The tiny Mediterranean island nation of Cyprus has fallen on some hard times lately.
The bleak financial prospects facing Cyprus has resulted in the govenment having to come up with capital control measures to prevent runs on banks, and keep investors from taking money out of the country. Worse, depositors in Cypriot banks who have more than 100,000 euros in the bank could soon see 40% of their funds converted into bank shares, while those with less than 100,000 euros will not lose any funds – but face limits on what funds they can access.

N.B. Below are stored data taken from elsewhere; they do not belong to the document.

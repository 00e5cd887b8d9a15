//! Single-file persistence for the expression matrix container.
#![deny(missing_docs)]

use anyhow::{ensure, Context, Result};
use cna_types::ExpressionMatrix;
use std::fs::File;
use std::io::{BufReader, BufWriter, Read, Write};
use std::path::Path;

// Magic bytes plus a format version, checked on load so a stale or foreign
// file fails with a clear message instead of a decode error.
const CONTAINER_MAGIC: &[u8; 8] = b"CNAMAT\x00\x01";

/// Load an expression container from `path`.
pub fn load(path: &Path) -> Result<ExpressionMatrix> {
    let file = File::open(path).with_context(|| format!("while opening {}", path.display()))?;
    let mut reader = BufReader::new(file);
    let mut magic = [0u8; 8];
    reader
        .read_exact(&mut magic)
        .with_context(|| format!("while reading {}", path.display()))?;
    ensure!(
        &magic == CONTAINER_MAGIC,
        "{} is not an expression container file (bad magic)",
        path.display()
    );
    let matrix: ExpressionMatrix = bincode::deserialize_from(reader)
        .with_context(|| format!("while decoding {}", path.display()))?;
    matrix
        .validate()
        .with_context(|| format!("{} holds an inconsistent container", path.display()))?;
    Ok(matrix)
}

/// Save an expression container to `path`, including any annotation-table
/// mutations made since it was loaded.
pub fn save(matrix: &ExpressionMatrix, path: &Path) -> Result<()> {
    let file = File::create(path).with_context(|| format!("while creating {}", path.display()))?;
    let mut writer = BufWriter::new(file);
    writer.write_all(CONTAINER_MAGIC)?;
    bincode::serialize_into(&mut writer, matrix)
        .with_context(|| format!("while encoding {}", path.display()))?;
    writer.flush()?;
    Ok(())
}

It’s all looking bleak, and the Cypriot situation has all of the Euro zone panicking. What should Cyprus do? According to one commentator, let Apple buy them.
According to FOX News commentator Charles Krauthammer, Apple could use its $137 billion in the bank to flat-out buy Cyprus… and still have 75% of its money left in the bank.
What’s amazing here I think is how small Cyprus is and how relatively small the problem is. The bailout total that you mentioned is about a quarter of Apple’s cash on hand. I mean, this is one country that Apple could purchase, and have a lot left. It could own the island and call it, you know, iCyprus or something, and have all this cash left over… It would be a great campus for Apple.
To be fair, he’s not being serious, just putting the problem in perspective: Cyprus is so small, it’s amazing how big the waves are getting from the ripple effect of its economic woes. Still, imagine what Apple could do with a country of its own!